● **PROBLEM DETAILS**
Keep every character as it is and output all of the records.

Extracted data entries:

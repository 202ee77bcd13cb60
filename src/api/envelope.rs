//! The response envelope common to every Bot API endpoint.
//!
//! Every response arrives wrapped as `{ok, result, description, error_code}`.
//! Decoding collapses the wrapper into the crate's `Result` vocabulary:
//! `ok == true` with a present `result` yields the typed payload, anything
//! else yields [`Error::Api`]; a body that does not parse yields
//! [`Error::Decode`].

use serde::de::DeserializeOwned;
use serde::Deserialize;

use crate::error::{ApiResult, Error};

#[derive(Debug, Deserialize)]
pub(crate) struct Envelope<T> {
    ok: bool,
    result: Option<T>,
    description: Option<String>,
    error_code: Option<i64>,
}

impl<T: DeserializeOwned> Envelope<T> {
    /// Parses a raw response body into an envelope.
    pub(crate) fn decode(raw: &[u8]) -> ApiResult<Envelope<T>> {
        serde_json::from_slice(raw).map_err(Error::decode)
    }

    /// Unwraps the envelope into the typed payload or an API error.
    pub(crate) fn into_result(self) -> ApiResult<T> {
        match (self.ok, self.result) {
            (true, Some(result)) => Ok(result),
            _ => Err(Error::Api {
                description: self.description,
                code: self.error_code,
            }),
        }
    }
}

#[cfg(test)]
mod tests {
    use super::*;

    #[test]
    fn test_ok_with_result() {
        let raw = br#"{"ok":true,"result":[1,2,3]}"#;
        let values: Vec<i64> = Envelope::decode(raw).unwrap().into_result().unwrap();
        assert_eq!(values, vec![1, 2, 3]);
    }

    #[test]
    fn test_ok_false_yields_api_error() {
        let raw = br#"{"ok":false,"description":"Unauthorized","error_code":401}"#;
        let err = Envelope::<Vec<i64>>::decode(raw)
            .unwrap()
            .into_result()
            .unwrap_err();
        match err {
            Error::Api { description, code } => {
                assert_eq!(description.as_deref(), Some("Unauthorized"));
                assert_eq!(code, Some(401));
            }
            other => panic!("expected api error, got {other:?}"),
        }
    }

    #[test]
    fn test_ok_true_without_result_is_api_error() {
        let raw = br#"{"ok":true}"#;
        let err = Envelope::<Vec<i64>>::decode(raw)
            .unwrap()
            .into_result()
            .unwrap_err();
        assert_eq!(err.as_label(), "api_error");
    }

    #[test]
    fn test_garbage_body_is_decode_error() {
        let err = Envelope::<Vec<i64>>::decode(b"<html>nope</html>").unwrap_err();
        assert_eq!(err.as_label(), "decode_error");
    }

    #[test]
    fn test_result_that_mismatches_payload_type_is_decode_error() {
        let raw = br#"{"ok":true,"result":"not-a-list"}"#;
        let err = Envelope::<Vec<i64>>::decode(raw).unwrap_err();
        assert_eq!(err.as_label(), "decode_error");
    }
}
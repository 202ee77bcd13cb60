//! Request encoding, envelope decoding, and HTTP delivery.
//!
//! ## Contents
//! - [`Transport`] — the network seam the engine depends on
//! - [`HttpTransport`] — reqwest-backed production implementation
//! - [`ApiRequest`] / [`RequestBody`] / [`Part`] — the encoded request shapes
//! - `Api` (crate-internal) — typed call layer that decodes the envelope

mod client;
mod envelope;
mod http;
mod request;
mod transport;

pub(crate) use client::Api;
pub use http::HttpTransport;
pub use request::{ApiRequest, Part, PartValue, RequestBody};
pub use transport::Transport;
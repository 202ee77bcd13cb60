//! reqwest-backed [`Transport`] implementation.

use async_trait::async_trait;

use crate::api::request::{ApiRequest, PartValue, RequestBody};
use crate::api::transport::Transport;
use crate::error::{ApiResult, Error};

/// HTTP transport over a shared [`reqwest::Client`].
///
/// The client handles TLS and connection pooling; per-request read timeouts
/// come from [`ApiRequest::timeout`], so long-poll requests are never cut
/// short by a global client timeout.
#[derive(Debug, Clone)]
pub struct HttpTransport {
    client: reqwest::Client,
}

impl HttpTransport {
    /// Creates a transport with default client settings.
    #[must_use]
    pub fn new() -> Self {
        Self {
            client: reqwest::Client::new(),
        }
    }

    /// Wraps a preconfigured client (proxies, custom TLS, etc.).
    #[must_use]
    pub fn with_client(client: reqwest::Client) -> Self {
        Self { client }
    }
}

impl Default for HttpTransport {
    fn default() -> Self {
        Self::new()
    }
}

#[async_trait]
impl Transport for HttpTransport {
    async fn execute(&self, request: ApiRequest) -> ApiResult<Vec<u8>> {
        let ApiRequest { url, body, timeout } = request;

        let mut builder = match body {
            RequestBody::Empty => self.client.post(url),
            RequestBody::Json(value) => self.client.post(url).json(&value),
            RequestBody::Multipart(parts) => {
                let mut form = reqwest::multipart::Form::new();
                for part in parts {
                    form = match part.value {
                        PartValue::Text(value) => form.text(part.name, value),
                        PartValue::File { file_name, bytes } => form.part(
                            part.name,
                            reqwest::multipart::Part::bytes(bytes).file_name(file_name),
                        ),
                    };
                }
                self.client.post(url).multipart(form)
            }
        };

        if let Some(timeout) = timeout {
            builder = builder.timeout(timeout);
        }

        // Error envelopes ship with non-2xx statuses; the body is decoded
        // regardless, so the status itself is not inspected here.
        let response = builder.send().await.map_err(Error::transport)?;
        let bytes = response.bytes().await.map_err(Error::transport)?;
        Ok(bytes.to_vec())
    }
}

● **COMPLETED TASK**
repository 202ee77bcd13cb60
filename src/api/envelope.rs
//! The response envelope common to every Bot API endpoint.
//!
//! Every response arrives wrapped as `{ok, result, description, error_code}`.
//! Decoding collapses the wrapper into the crate's `Result` vocabulary:
//! `ok == true` with a present `result` yields the typed payload, anything
//! else yields [`Error::Api`]; a body that does not parse yields
//! [`Error::Decode`].

use serde::de::DeserializeOwned;
use serde::Deserialize;

use crate::error::{ApiResult, Error};

#[derive(Debug, Deserialize)]
pub(crate) struct Envelope<T> {
    ok: bool,
    result: Option<T>,
    description: Option<String>,
    error_code: Option<i64>,
}

impl<T: DeserializeOwned> Envelope<T> {
    /// Parses a raw response body into an envelope.
    pub(crate) fn decode(raw: &[u8]) -> ApiResult<Envelope<T>> {
        serde_json::from_slice(raw).map_err(Error::decode)
    }

    /// Unwraps the envelope into the typed payload or an API error.
    pub(crate) fn into_result(self) -> ApiResult<T> {
        match (self.ok, self.result) {
            (true, Some(result)) => Ok(result),
            _ => Err(Error::Api {
                description: self.description,
                code: self.error_code,
            }),
        }
    }
}

#[cfg(test)]
mod tests {
    use super::*;

    #[test]
    fn test_ok_with_result() {
        let raw = br#"{"ok":true,"result":[1,2,3]}"#;
        let values: Vec<i64> = Envelope::decode(raw).unwrap().into_result().unwrap();
        assert_eq!(values, vec![1, 2, 3]);
    }

    #[test]
    fn test_ok_false_yields_api_error() {
        let raw = br#"{"ok":false,"description":"Unauthorized","error_code":401}"#;
        let err = Envelope::<Vec<i64>>::decode(raw)
            .unwrap()
            .into_result()
            .unwrap_err();
        match err {
            Error::Api { description, code } => {
                assert_eq!(description.as_deref(), Some("Unauthorized"));
                assert_eq!(code, Some(401));
            }
            other => panic!("expected api error, got {other:?}"),
        }
    }

    #[test]
    fn test_ok_true_without_result_is_api_error() {
        let raw = br#"{"ok":true}"#;
        let err = Envelope::<Vec<i64>>::decode(raw)
            .unwrap()
            .into_result()
            .unwrap_err();
        assert_eq!(err.as_label(), "api_error");
    }

    #[test]
    fn test_garbage_body_is_decode_error() {
        let err = Envelope::<Vec<i64>>::decode(b"<html>nope</html>").unwrap_err();
        assert_eq!(err.as_label(), "decode_error");
    }

    #[test]
    fn test_result_that_mismatches_payload_type_is_decode_error() {
        let raw = br#"{"ok":true,"result":"not-a-list"}"#;
        let err = Envelope::<Vec<i64>>::decode(raw).unwrap_err();
        assert_eq!(err.as_label(), "decode_error");
    }
}
repository 202ee77bcd13cb60
//! Request encoding, envelope decoding, and HTTP delivery.
//!
//! ## Contents
//! - [`Transport`] — the network seam the engine depends on
//! - [`HttpTransport`] — reqwest-backed production implementation
//! - [`ApiRequest`] / [`RequestBody`] / [`Part`] — the encoded request shapes
//! - `Api` (crate-internal) — typed call layer that decodes the envelope

mod client;
mod envelope;
mod http;
mod request;
mod transport;

pub(crate) use client::Api;
pub use http::HttpTransport;
pub use request::{ApiRequest, Part, PartValue, RequestBody};
pub use transport::Transport;
repository 202ee77bcd13cb60
//! reqwest-backed [`Transport`] implementation.

use async_trait::async_trait;

use crate::api::request::{ApiRequest, PartValue, RequestBody};
use crate::api::transport::Transport;
use crate::error::{ApiResult, Error};

/// HTTP transport over a shared [`reqwest::Client`].
///
/// The client handles TLS and connection pooling; per-request read timeouts
/// come from [`ApiRequest::timeout`], so long-poll requests are never cut
/// short by a global client timeout.
#[derive(Debug, Clone)]
pub struct HttpTransport {
    client: reqwest::Client,
}

impl HttpTransport {
    /// Creates a transport with default client settings.
    #[must_use]
    pub fn new() -> Self {
        Self {
            client: reqwest::Client::new(),
        }
    }

    /// Wraps a preconfigured client (proxies, custom TLS, etc.).
    #[must_use]
    pub fn with_client(client: reqwest::Client) -> Self {
        Self { client }
    }
}

impl Default for HttpTransport {
    fn default() -> Self {
        Self::new()
    }
}

#[async_trait]
impl Transport for HttpTransport {
    async fn execute(&self, request: ApiRequest) -> ApiResult<Vec<u8>> {
        let ApiRequest { url, body, timeout } = request;

        let mut builder = match body {
            RequestBody::Empty => self.client.post(url),
            RequestBody::Json(value) => self.client.post(url).json(&value),
            RequestBody::Multipart(parts) => {
                let mut form = reqwest::multipart::Form::new();
                for part in parts {
                    form = match part.value {
                        PartValue::Text(value) => form.text(part.name, value),
                        PartValue::File { file_name, bytes } => form.part(
                            part.name,
                            reqwest::multipart::Part::bytes(bytes).file_name(file_name),
                        ),
                    };
                }
                self.client.post(url).multipart(form)
            }
        };

        if let Some(timeout) = timeout {
            builder = builder.timeout(timeout);
        }

        // Error envelopes ship with non-2xx statuses; the body is decoded
        // regardless, so the status itself is not inspected here.
        let response = builder.send().await.map_err(Error::transport)?;
        let bytes = response.bytes().await.map_err(Error::transport)?;
        Ok(bytes.to_vec())
    }
}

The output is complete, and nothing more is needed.